When a missing file is silently ignored by latex (e.g., `\openin`,
`\IfFileExists`), latexrun can't track that the *lack* of that file
was important. Hence, if a missing file is later created, latexrun
may not re-run latex. However, missing files that cause latex to
abort (e.g., missing files in `\input`) as well as missing `\include`
files (which do not cause aborts) are handled.

Command-line usage errors when calling latex appear before "This is
pdfTeX" and are not logged and therefore often not reported.

To do
=====

* Solve the problem of missing input files.

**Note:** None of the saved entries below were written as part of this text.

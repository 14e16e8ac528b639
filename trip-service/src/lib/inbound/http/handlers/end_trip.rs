use axum::extract::Path;
use axum::extract::State;
use axum::http::StatusCode;
use axum::Extension;

use super::ApiError;
use super::ApiSuccess;
use super::MessageData;
use crate::domain::trip::ports::TripServicePort;
use crate::inbound::http::middleware::AuthenticatedUser;
use crate::inbound::http::router::AppState;
use crate::trip::models::TripId;

pub async fn end_trip(
    State(state): State<AppState>,
    Extension(caller): Extension<AuthenticatedUser>,
    Path(trip_id): Path<i64>,
) -> Result<ApiSuccess<MessageData>, ApiError> {
    state
        .trip_service
        .end_trip(TripId(trip_id), caller.user_id)
        .await
        .map_err(ApiError::from)?;

    Ok(ApiSuccess::new(
        StatusCode::OK,
        MessageData {
            message: "Trip ended successfully".to_string(),
        },
    ))
}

LaTeX doesn't record
inputs that it couldn't read, so we don't know about them even
though they affect the computation (often seriously!). Possible
solutions include ptrace, FUSE, and fanotify, but none of these are
portable or easily accessible from Python.

* Provide a way to disable output filters for things that do their own
output parsing (e.g., AUCTeX).

* Integrate even better with `make`. Phony rules are okay, but will
force `make` dependencies to be generated even if latexrun
ultimately does nothing. Since latexrun's dependencies are
finer-grained than `make`'s, it might be necessary to shell out to
latexrun to do this.

* Separate clean data by source file so you can clean a single input
file's outputs.

* Some important things like undefined references are only considered
warnings since they don't stop compilation. Maybe distinguish
document-mangling warnings (almost but not quite errors) and format
warnings (can be ignored if justified).

* Perhaps separate out the LaTeX output filter so it can be used on
its own as a pipe filter. It could even be used on high-level
output, like from make, by acting as a pass-through until the "This
is (pdf)TeX" line up to the "Transcript written on" line (or
anything else that can end TeX's log output).